そのため、周辺の中古マンションに比べると入居者を確保しやすく、「家賃を高く設定できる」といったメリットがあります。中古に比べて耐用年数も長いので、長い目でみた資産価値を維持しやすいのも魅力でしょう。

将来設計などに応じて選択することが重要

投資用マンション,メリット,デメリット
(画像=toufete/stock.adobe.com)

中古マンションは、何より物件価格が安く取得しやすいのが最大のメリットです。物件価格が安いといっても、新築マンションに比べて賃料がそう安くなるわけではないので、物件取得価格に対する年間賃料収入の割合を示す「表面利回り」が高くなります。しかしその分、建築後の経過年数に応じて建物や設備が古くなっているため、維持管理コストがかかりがちです。

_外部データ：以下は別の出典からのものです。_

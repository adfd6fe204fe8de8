use chrono::{NaiveDate, NaiveDateTime, NaiveTime};
use serde::{Deserialize, Serialize};
use std::fmt;
use std::str::FromStr;

/// Stable identifier of an enrolled identity (e.g. a roll number).
pub type IdentityId = String;

/// Borrowed 8-bit grayscale frame (`width * height` bytes, row-major).
#[derive(Debug, Clone, Copy)]
pub struct FrameRef<'a> {
    pub data: &'a [u8],
    pub width: u32,
    pub height: u32,
}

impl<'a> FrameRef<'a> {
    pub fn new(data: &'a [u8], width: u32, height: u32) -> Self {
        Self { data, width, height }
    }

    /// True when the buffer holds at least `width * height` pixels.
    pub fn is_complete(&self) -> bool {
        self.width > 0 && self.height > 0 && self.data.len() >= (self.width as usize) * (self.height as usize)
    }
}

/// Bounding box for a detected face, in frame pixel coordinates.
#[derive(Debug, Clone, PartialEq, Serialize, Deserialize)]
pub struct BoundingBox {
    pub x: f32,
    pub y: f32,
    pub width: f32,
    pub height: f32,
    pub confidence: f32,
}

impl BoundingBox {
    pub fn area(&self) -> f32 {
        self.width.max(0.0) * self.height.max(0.0)
    }

    /// Intersection-over-union with another box.
    pub fn iou(&self, other: &BoundingBox) -> f32 {
        let x1 = self.x.max(other.x);
        let y1 = self.y.max(other.y);
        let x2 = (self.x + self.width).min(other.x + other.width);
        let y2 = (self.y + self.height).min(other.y + other.height);
        let inter = (x2 - x1).max(0.0) * (y2 - y1).max(0.0);
        let union = self.area() + other.area() - inter;
        if union > 0.0 { inter / union } else { 0.0 }
    }
}

/// Face embedding vector. Dimension is fixed per gallery.
#[derive(Debug, Clone, PartialEq, Serialize, Deserialize)]
pub struct Embedding {
    pub values: Vec<f32>,
}

impl Embedding {
    pub fn new(values: Vec<f32>) -> Self {
        Self { values }
    }

    pub fn dim(&self) -> usize {
        self.values.len()
    }

    /// Cosine similarity in [-1, 1]. Higher = more similar; 0 if either vector is zero.
    pub fn similarity(&self, other: &Embedding) -> f32 {
        let mut dot = 0.0f32;
        let mut norm_a = 0.0f32;
        let mut norm_b = 0.0f32;

        for (a, b) in self.values.iter().zip(other.values.iter()) {
            dot += a * b;
            norm_a += a * a;
            norm_b += b * b;
        }

        let denom = norm_a.sqrt() * norm_b.sqrt();
        if denom > 0.0 { dot / denom } else { 0.0 }
    }

    pub fn euclidean_distance(&self, other: &Embedding) -> f32 {
        self.values
            .iter()
            .zip(other.values.iter())
            .map(|(a, b)| (a - b).powi(2))
            .sum::<f32>()
            .sqrt()
    }
}

/// Distance used to compare a probe against reference embeddings. Lower = closer.
#[derive(Debug, Clone, Copy, PartialEq, Eq, Default, Serialize, Deserialize)]
#[serde(rename_all = "lowercase")]
pub enum DistanceMetric {
    Euclidean,
    /// `1 - cosine_similarity`, in [0, 2].
    #[default]
    Cosine,
}

impl DistanceMetric {
    pub fn distance(self, a: &Embedding, b: &Embedding) -> f32 {
        match self {
            DistanceMetric::Euclidean => a.euclidean_distance(b),
            DistanceMetric::Cosine => 1.0 - a.similarity(b),
        }
    }
}

impl FromStr for DistanceMetric {
    type Err = String;

    fn from_str(s: &str) -> Result<Self, Self::Err> {
        match s.to_ascii_lowercase().as_str() {
            "euclidean" => Ok(DistanceMetric::Euclidean),
            "cosine" => Ok(DistanceMetric::Cosine),
            other => Err(format!("unknown distance metric: {other}")),
        }
    }
}

/// An enrolled person with one reference embedding per enrollment photo.
#[derive(Debug, Clone, PartialEq, Serialize, Deserialize)]
pub struct Identity {
    pub id: IdentityId,
    pub name: String,
    pub references: Vec<Embedding>,
}

/// A single face observed in one frame. Lives for one processing cycle.
#[derive(Debug, Clone)]
pub struct Probe {
    pub embedding: Embedding,
    pub captured_at: NaiveDateTime,
    pub region: BoundingBox,
}

/// What the matcher decided for one probe.
#[derive(Debug, Clone, PartialEq)]
pub enum MatchDecision {
    Matched { identity_id: IdentityId, name: String },
    /// Nothing within tolerance, or the gallery is empty.
    Unknown,
    /// Two or more identities tied for the best score.
    Ambiguous { candidates: Vec<IdentityId> },
}

/// Matcher output for a bare embedding.
#[derive(Debug, Clone, PartialEq)]
pub struct MatchOutcome {
    pub decision: MatchDecision,
    /// Best distance seen, `None` for an empty gallery.
    pub distance: Option<f32>,
}

impl MatchOutcome {
    pub fn unknown(distance: Option<f32>) -> Self {
        Self { decision: MatchDecision::Unknown, distance }
    }
}

/// A probe resolved by the matcher, handed to the session tracker exactly once.
#[derive(Debug, Clone)]
pub struct MatchResult {
    pub probe: Probe,
    pub decision: MatchDecision,
    pub distance: Option<f32>,
    pub decided_at: NaiveDateTime,
}

impl MatchResult {
    /// Identity id when the decision is a positive match.
    pub fn identity_id(&self) -> Option<&str> {
        match &self.decision {
            MatchDecision::Matched { identity_id, .. } => Some(identity_id),
            _ => None,
        }
    }
}

#[derive(Debug, Clone, Copy, PartialEq, Eq, Serialize, Deserialize)]
#[serde(rename_all = "lowercase")]
pub enum AttendanceStatus {
    Present,
}

impl AttendanceStatus {
    pub fn as_str(self) -> &'static str {
        match self {
            AttendanceStatus::Present => "present",
        }
    }
}

impl fmt::Display for AttendanceStatus {
    fn fmt(&self, f: &mut fmt::Formatter<'_>) -> fmt::Result {
        f.write_str(self.as_str())
    }
}

impl FromStr for AttendanceStatus {
    type Err = String;

    fn from_str(s: &str) -> Result<Self, Self::Err> {
        match s.to_ascii_lowercase().as_str() {
            "present" => Ok(AttendanceStatus::Present),
            other => Err(format!("unknown attendance status: {other}")),
        }
    }
}

/// One attendance row per identity per calendar date.
#[derive(Debug, Clone, PartialEq, Serialize, Deserialize)]
pub struct AttendanceRecord {
    pub identity_id: IdentityId,
    pub date: NaiveDate,
    pub time_in: NaiveTime,
    pub time_out: Option<NaiveTime>,
    pub status: AttendanceStatus,
}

また、新築に比べると入居者を確保しにくく、「空室リスクが高くなる」といった問題があります。投資家側からみれば、「新築マンションの安定をとるか」「多少リスクが高くても、利回りを優先して中古マンションにするか」といった選択になるのです。そのため、以下のようなポイントを押さえたうえで、将来設計などに応じて選択を検討するのがよいでしょう。

  • 手持ちの資金はどのぐらいか
  • ローンとして調達できる資金はどのぐらいか
  • ずっと保有し続けるのか
  • 一定期間後に売却や買い換えなどを行うのか
  • 買い増しするのか など

中古マンションなら新築の6割以下で取得可能に

予算面でみると、新築区分マンションと中古区分マンションには大きな価格差があります。東京カンテイが公表している「マンションデータ白書2019」によると、2019年の首都圏の新築マンション平均価格は5,904万円でした。2009年の4,443万円に比べると、10年間で約32.9%も上がっています。直近でも2018年の5,592万円から約5.6%のアップです。

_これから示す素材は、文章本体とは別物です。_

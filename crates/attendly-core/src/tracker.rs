//! Per-identity attendance session state machine.
//!
//! ```text
//!   Idle ──seen──▶ Active ──no sighting > session_timeout──▶ Cooldown
//!    ▲              ▲  │                                       │  │
//!    │              │  └──────────── seen (same day) ◀─────────┘  │
//!    └───────────── cooldown_period elapsed ◀─────────────────────┘
//! ```
//!
//! Any non-idle session observed on a later calendar date is forced back to
//! Idle first, so each day starts a fresh attendance cycle.

use crate::config::{ConfigError, PipelineConfig};
use crate::sink::SinkEvent;
use crate::types::{AttendanceRecord, AttendanceStatus, IdentityId, MatchResult};
use chrono::{NaiveDate, NaiveDateTime};
use std::collections::BTreeMap;
use std::time::Duration;

#[derive(Debug, Clone, Copy, PartialEq, Eq, Default)]
pub enum SessionState {
    #[default]
    Idle,
    Active,
    Cooldown,
}

/// Mutable per-identity state, created on first match and never removed.
#[derive(Debug, Clone, Default)]
pub struct Session {
    pub state: SessionState,
    pub last_seen_at: Option<NaiveDateTime>,
    pub active_period_start: Option<NaiveDateTime>,
    cooldown_since: Option<NaiveDateTime>,
    /// Date of the attendance record this identity already has, if any.
    recorded_on: Option<NaiveDate>,
}

impl Session {
    fn reset(&mut self) {
        self.state = SessionState::Idle;
        self.active_period_start = None;
        self.cooldown_since = None;
    }
}

/// Converts a stream of matches into at most one record per identity per day.
///
/// Not thread-safe by itself: one owner drives it (the capture loop), which
/// serialises all updates for every identity.
pub struct SessionTracker {
    session_timeout: Duration,
    cooldown_period: Duration,
    sessions: BTreeMap<IdentityId, Session>,
}

impl SessionTracker {
    pub fn new(config: &PipelineConfig) -> Result<Self, ConfigError> {
        config.validate()?;
        Ok(Self {
            session_timeout: config.session_timeout,
            cooldown_period: config.cooldown_period,
            sessions: BTreeMap::new(),
        })
    }

    /// Feed one match result. Unknown and ambiguous results are ignored.
    pub fn observe(&mut self, result: &MatchResult) -> Vec<SinkEvent> {
        match result.identity_id() {
            Some(id) => self.mark_seen(id, result.probe.captured_at),
            None => Vec::new(),
        }
    }

    /// Register a sighting of `identity_id` at `t`.
    pub fn mark_seen(&mut self, identity_id: &str, t: NaiveDateTime) -> Vec<SinkEvent> {
        let mut events = Vec::new();
        let session = self.sessions.entry(identity_id.to_string()).or_default();
        roll_over(identity_id, session, t.date(), &mut events);
        if session.state == SessionState::Cooldown {
            let since = session.cooldown_since.unwrap_or(t);
            if elapsed(since, t) >= self.cooldown_period {
                tracing::debug!(identity = identity_id, "cooldown over");
                session.reset();
            }
        }

        match session.state {
            SessionState::Idle => {
                session.state = SessionState::Active;
                session.active_period_start = Some(t);
                session.last_seen_at = Some(t);

                if session.recorded_on == Some(t.date()) {
                    tracing::info!(identity = identity_id, at = %t, "session re-opened; record already exists today");
                    events.push(reopen(identity_id, t.date()));
                } else {
                    session.recorded_on = Some(t.date());
                    tracing::info!(identity = identity_id, at = %t, "attendance marked");
                    events.push(SinkEvent::Record(AttendanceRecord {
                        identity_id: identity_id.to_string(),
                        date: t.date(),
                        time_in: t.time(),
                        time_out: None,
                        status: AttendanceStatus::Present,
                    }));
                }
            }
            SessionState::Active => {
                session.last_seen_at = session.last_seen_at.max(Some(t));
            }
            SessionState::Cooldown => {
                session.state = SessionState::Active;
                session.cooldown_since = None;
                session.last_seen_at = session.last_seen_at.max(Some(t));
                tracing::info!(identity = identity_id, at = %t, "seen during cooldown; session re-opened");
                events.push(reopen(identity_id, t.date()));
            }
        }
        events
    }

    /// Apply timeouts, cooldown expiry and date rollover as of `now`.
    /// Call at least once per processing cycle.
    pub fn evaluate(&mut self, now: NaiveDateTime) -> Vec<SinkEvent> {
        let mut events = Vec::new();

        for (id, session) in self.sessions.iter_mut() {
            if session.state == SessionState::Idle {
                continue;
            }
            roll_over(id, session, now.date(), &mut events);

            match session.state {
                SessionState::Idle => {}
                SessionState::Active => {
                    let Some(last_seen) = session.last_seen_at else {
                        continue;
                    };
                    if elapsed(last_seen, now) > self.session_timeout {
                        session.state = SessionState::Cooldown;
                        session.cooldown_since = Some(now);
                        tracing::info!(identity = %id, last_seen = %last_seen, "session timed out");
                        events.push(SinkEvent::TimeOut {
                            identity_id: id.clone(),
                            date: last_seen.date(),
                            time_out: Some(last_seen.time()),
                        });
                    }
                }
                SessionState::Cooldown => {
                    let since = session.cooldown_since.unwrap_or(now);
                    if elapsed(since, now) >= self.cooldown_period {
                        tracing::debug!(identity = %id, "cooldown over");
                        session.reset();
                    }
                }
            }
        }
        events
    }

    /// Close every open session at its last sighting and return all
    /// sessions to Idle. Used when capture stops.
    pub fn close_all(&mut self) -> Vec<SinkEvent> {
        let mut events = Vec::new();
        for (id, session) in self.sessions.iter_mut() {
            if session.state == SessionState::Active {
                if let Some(last_seen) = session.last_seen_at {
                    tracing::info!(identity = %id, last_seen = %last_seen, "session closed");
                    events.push(SinkEvent::TimeOut {
                        identity_id: id.clone(),
                        date: last_seen.date(),
                        time_out: Some(last_seen.time()),
                    });
                }
            }
            session.reset();
        }
        events
    }

    pub fn state(&self, identity_id: &str) -> SessionState {
        self.sessions.get(identity_id).map(|s| s.state).unwrap_or_default()
    }

    pub fn session(&self, identity_id: &str) -> Option<&Session> {
        self.sessions.get(identity_id)
    }

    /// Number of sessions currently Active.
    pub fn active_count(&self) -> usize {
        self.sessions.values().filter(|s| s.state == SessionState::Active).count()
    }
}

一方、首都圏の中古マンションをみると2019年の平均価格は3,395万円、2009年の2,647万円に比べて約28.3%の上昇率ですから新築ほどではありません。上記の期間での集計では、中古マンションなら新築マンションの6割以下(約57.50%)の価格で取得できる計算のため、予算的には格段に中古マンションへの投資がしやすいといえます。ただ価格が安い分、そこから得られる賃料は少なくなってしまう傾向です。

同調査によると2019年の首都圏における新築マンションの3.3平方メートルあたりの賃料は1万3,545円です。33平方メートルのワンルームや1LDKなどだと、約13万5,000円の家賃になります。

中古の平均賃料は新築の7割程度にとどまる

同調査によると中古マンションの3.3平方メートルあたりの賃料は9,568円のため、33平方メートルでは約9万6,000円です。賃料収入は4万円ほど少なくなってしまい、年間で50万円近い差となるため、かなり大きな違いです。ただ、投資物件から得られる年間の賃料が取得価格の何%を占めるかを示す「利回り」は、中古マンションのほうが高くなります。

東京カンテイの調査によると、2019年の新築マンションの利回りは5.25%で、中古マンションは6.19%です。中古マンションのほうが少ない資金で高い利回りを確保でき、約16年で投資資金を回収できます。一方、新築だと回収までに19年かかる計算です。管理面では、中古マンションだと賃貸管理を委託する管理会社を、自分で探さなければならないケースが多くなります。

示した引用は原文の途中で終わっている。